Le encicliche e le esortazioni

Delle tre encicliche di Benedetto XVI, la prima, Deus caritas est (2006), è stato forse il più personale. Secondo la biografia di Seewald, la seconda parte era già più o meno pronta al momento della sua elezione: la carità nella Chiesa, in relazione all'assistenza e alle opere di carità, in modo da chiarire che la Chiesa non è una semplice ONG, e che vive della carità di Cristo. È stata aggiunta una magnifica prima parte su cosa sia l'amore e cosa sia l'amore cristiano. Leggendolo, si nota lo stile di Ratzinger, soprattutto all'inizio. Spe salvi (2007) ha ripreso anche una preoccupazione personale di Benedetto XVI: la speranza, come sguardo cristiano al futuro, alla salvezza di Dio. E con l'oscuramento della speranza, i moderni tentativi di sostituzione politica ed economica. E i luoghi in cui può essere recuperata: la preghiera, l'azione e la sofferenza cristiana, l'attesa di un giudizio definitivo. Alcuni momenti ricordano il suo manuale di escatologia. 

Caritas in veritate (2009) è stato scritto nella prospettiva di Paolo VI Populorum Progressio (1967), ed è uscito nel bel mezzo di una crisi economica mondiale (2008). Ha cercato di riprendere la tradizione delle grandi encicliche sociali e di proporre suggerimenti per affrontare i problemi della povertà in tante nazioni. L'implosione del mondo comunista aveva fatto scomparire false risposte e orizzonti, ma ora era necessario agire positivamente, ripensando le condizioni per un reale sviluppo.
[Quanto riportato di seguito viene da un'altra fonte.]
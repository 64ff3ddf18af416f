// File: crates/sextant-feed/src/poller.rs
// Summary: Best-effort background polling of model performance stats, with exponential
// backoff on failure. Aborted when the poller handle is dropped.

use std::sync::Arc;
use std::time::Duration;

use tokio::sync::watch;
use tokio::task::JoinHandle;

use crate::payload::PerformancePayload;
use crate::transport::Transport;

#[derive(Clone, Copy, Debug, PartialEq, Eq)]
pub struct PollerSettings {
    pub interval: Duration,
    pub base_backoff: Duration,
    pub max_backoff: Duration,
}

impl Default for PollerSettings {
    fn default() -> Self {
        Self { interval: Duration::from_secs(30), base_backoff: Duration::from_secs(1), max_backoff: Duration::from_secs(60) }
    }
}

/// Delay before the next retry: `base` after the first failure, doubling, capped at `max`.
pub fn next_backoff(current: Duration, base: Duration, max: Duration) -> Duration {
    if current.is_zero() {
        base.min(max)
    } else {
        current.saturating_mul(2).min(max)
    }
}

pub struct StatsPoller {
    handle: JoinHandle<()>,
    rx: watch::Receiver<Option<PerformancePayload>>,
}

impl StatsPoller {
    /// Spawn the polling task on the current runtime.
    pub fn spawn<T: Transport>(transport: Arc<T>, settings: PollerSettings) -> Self {
        let (tx, rx) = watch::channel(None);
        let handle = tokio::spawn(async move {
            let mut backoff = Duration::ZERO;
            loop {
                let wait = match transport.performance().await {
                    Ok(stats) => {
                        backoff = Duration::ZERO;
                        tx.send_replace(Some(stats));
                        settings.interval
                    }
                    Err(e) => {
                        backoff = next_backoff(backoff, settings.base_backoff, settings.max_backoff);
                        tracing::warn!(error = %e, retry_in = ?backoff, "performance stats unavailable");
                        backoff
                    }
                };
                if tx.is_closed() {
                    break;
                }
                tokio::time::sleep(wait).await;
            }
        });
        Self { handle, rx }
    }

    pub fn latest(&self) -> Option<PerformancePayload> {
        self.rx.borrow().clone()
    }

    pub fn subscribe(&self) -> watch::Receiver<Option<PerformancePayload>> {
        self.rx.clone()
    }
}

impl Drop for StatsPoller {
    fn drop(&mut self) {
        self.handle.abort();
    }
}

#[cfg(test)]
mod tests {
    use super::*;

    #[test]
    fn backoff_doubles_and_caps() {
        let base = Duration::from_secs(1);
        let max = Duration::from_secs(60);
        let mut d = Duration::ZERO;
        let mut seen = Vec::new();
        for _ in 0..8 {
            d = next_backoff(d, base, max);
            seen.push(d.as_secs());
        }
        assert_eq!(seen, vec![1, 2, 4, 8, 16, 32, 60, 60]);
    }
}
È una carità efficace e, per i cristiani, ispirata da Cristo e con il suo aiuto. 

C'era anche l'abbozzo dell'enciclica sulla fede, dopo la carità e la speranza (Lumen fidei), con il suo tema centrale "Abbiamo creduto nell'amore", così tipico di Ratzinger, che è stato colto nel cambio di pontificato (2013) ed è passato in gran parte inosservato.
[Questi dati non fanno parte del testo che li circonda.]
// File: crates/demo/src/cli.rs
// Summary: Command-line parsing for the demo binary.

use std::path::PathBuf;

use sextant_core::Period;

/// Where market data comes from.
#[derive(Clone, Debug, Default, PartialEq, Eq)]
pub enum Source {
    /// The analytics service named in the config.
    #[default]
    Remote,
    /// A saved `/api/stock` response.
    Offline(PathBuf),
    /// Plain OHLC rows; price and volume panels only.
    Csv(PathBuf),
}

#[derive(Clone, Debug, PartialEq, Eq)]
pub struct Args {
    pub config: Option<PathBuf>,
    pub source: Source,
    pub forecast: Option<PathBuf>,
    pub out: PathBuf,
    pub symbol: String,
    pub period: Period,
}

#[derive(Clone, Debug, PartialEq, Eq)]
pub enum Command {
    Run(Args),
    Help,
    Version,
}

#[derive(Clone, Debug, PartialEq, Eq)]
pub struct ParseError {
    pub code: i32,
    pub message: String,
}

impl ParseError {
    fn usage(message: impl Into<String>) -> Self {
        Self { code: 2, message: format!("{}\n\n{}", message.into(), help_text("sextant-demo")) }
    }
}

#[must_use]
pub fn help_text(bin_name: &str) -> String {
    format!(
        "Sextant dashboard renderer\n\n\
         Usage:\n  {bin_name} [options] SYMBOL [PERIOD]\n\n\
         PERIOD is one of 1mo, 3mo, 6mo, 1y, 2y, 5y (default 6mo).\n\n\
         Options:\n\
         \x20 -c, --config PATH      configuration file (default: ./sextant.toml)\n\
         \x20     --offline PATH     render a saved market payload instead of calling the service\n\
         \x20     --csv PATH         render OHLC rows from a CSV file (price and volume panels)\n\
         \x20     --forecast PATH    saved forecast payload for offline runs\n\
         \x20 -o, --out DIR          output directory (default: target/out)\n\
         \x20 -h, --help             show this help\n\
         \x20 -V, --version          show version\n"
    )
}

#[must_use]
pub fn version_text() -> String {
    format!("{} {}", env!("CARGO_PKG_NAME"), env!("CARGO_PKG_VERSION"))
}

pub fn parse_args<I, S>(args: I) -> Result<Command, ParseError>
where
    I: IntoIterator<Item = S>,
    S: Into<String>,
{
    let mut config = None;
    let mut source = Source::Remote;
    let mut forecast = None;
    let mut out = PathBuf::from("target/out");
    let mut positional = Vec::new();

    let mut iter = args.into_iter().map(Into::into);
    while let Some(arg) = iter.next() {
        let mut value = |flag: &str| iter.next().ok_or_else(|| ParseError::usage(format!("{flag} needs a value")));
        match arg.as_str() {
            "-h" | "--help" => return Ok(Command::Help),
            "-V" | "--version" => return Ok(Command::Version),
            "-c" | "--config" => config = Some(PathBuf::from(value(&arg)?)),
            "-o" | "--out" => out = PathBuf::from(value(&arg)?),
            "--forecast" => forecast = Some(PathBuf::from(value(&arg)?)),
            "--offline" | "--csv" => {
                if source != Source::Remote {
                    return Err(ParseError::usage("--offline and --csv are mutually exclusive"));
                }
                let path = PathBuf::from(value(&arg)?);
                source = if arg == "--csv" { Source::Csv(path) } else { Source::Offline(path) };
            }
            _ if arg.starts_with('-') => return Err(ParseError::usage(format!("unknown option: {arg}"))),
            _ => positional.push(arg),
        }
    }

    let mut positional = positional.into_iter();
    let Some(symbol) = positional.next() else {
        return Err(ParseError::usage("missing SYMBOL"));
    };
    let period = match positional.next() {
        Some(raw) => Period::parse(&raw).ok_or_else(|| ParseError::usage(format!("unknown period: {raw}")))?,
        None => Period::SixMonths,
    };
    if let Some(extra) = positional.next() {
        return Err(ParseError::usage(format!("unexpected argument: {extra}")));
    }
    if forecast.is_some() && source == Source::Remote {
        return Err(ParseError::usage("--forecast only applies to --offline runs"));
    }

    Ok(Command::Run(Args { config, source, forecast, out, symbol: symbol.trim().to_ascii_uppercase(), period }))
}

#[cfg(test)]
mod tests {
    use super::*;

    fn run(args: &[&str]) -> Args {
        match parse_args(args.iter().copied()) {
            Ok(Command::Run(a)) => a,
            other => panic!("expected run command, got {other:?}"),
        }
    }

    #[test]
    fn symbol_and_default_period() {
        let a = run(&["aapl"]);
        assert_eq!(a.symbol, "AAPL");
        assert_eq!(a.period, Period::SixMonths);
        assert_eq!(a.source, Source::Remote);
        assert_eq!(a.out, PathBuf::from("target/out"));
    }

    #[test]
    fn offline_with_forecast_and_period() {
        let a = run(&["--offline", "p.json", "--forecast", "f.json", "-o", "shots", "MSFT", "1y"]);
        assert_eq!(a.source, Source::Offline("p.json".into()));
        assert_eq!(a.forecast, Some("f.json".into()));
        assert_eq!(a.out, PathBuf::from("shots"));
        assert_eq!(a.period, Period::OneYear);
    }

    #[test]
    fn help_and_version() {
        assert_eq!(parse_args(["--help"]), Ok(Command::Help));
        assert_eq!(parse_args(["-V", "AAPL"]), Ok(Command::Version));
    }

    #[test]
    fn usage_errors() {
        for args in [
            vec![],
            vec!["--bogus", "AAPL"],
            vec!["AAPL", "7d"],
            vec!["AAPL", "1y", "extra"],
            vec!["--csv", "a.csv", "--offline", "b.json", "AAPL"],
            vec!["--forecast", "f.json", "AAPL"],
            vec!["AAPL", "--out"],
        ] {
            let err = parse_args(args.clone()).expect_err("expected usage error");
            assert_eq!(err.code, 2, "{args:?}");
        }
    }
}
Le due esortazioni apostoliche corrispondevano a due sinodi. Il primo, convocato da Giovanni Paolo II ma presieduto da Benedetto XVI (2005), ha dato origine a Sacramentum caritatis (2007). Come abbiamo visto, sembrava provvidenziale concentrarsi sull'Eucaristia per ravvivare la vita della Chiesa. Il tema del secondo sinodo (2008) rifletteva un certo cambiamento rispetto alla preferenza del Papa per una tradizione pastorale: la lettura cristiana della Bibbia, che ha dato origine a Verbum Domini (2010). Rifletteva la sua preoccupazione di diffondere un approccio credente alla Bibbia; era per questo che trovava il tempo di scrivere Gesù di Nazareth.

Conferenze e omelie

Di questa immensa massa di materiale, i due viaggi in Germania (2006 e 2011) si sono distinti come i più personali. E non sono da meno. È chiaro che l'omelia nella cattedrale di Ratisbona e il discorso all'università - la sua università (2006) - erano di Papa Benedetto, anche per il clamore suscitato da una citazione aneddotica sulla violenza musulmana. Alla fine, il clamore è stato felicemente superato. Ma il tema principale era proprio il suo: il rapporto tra scienza e fede e il ruolo pubblico della fede. 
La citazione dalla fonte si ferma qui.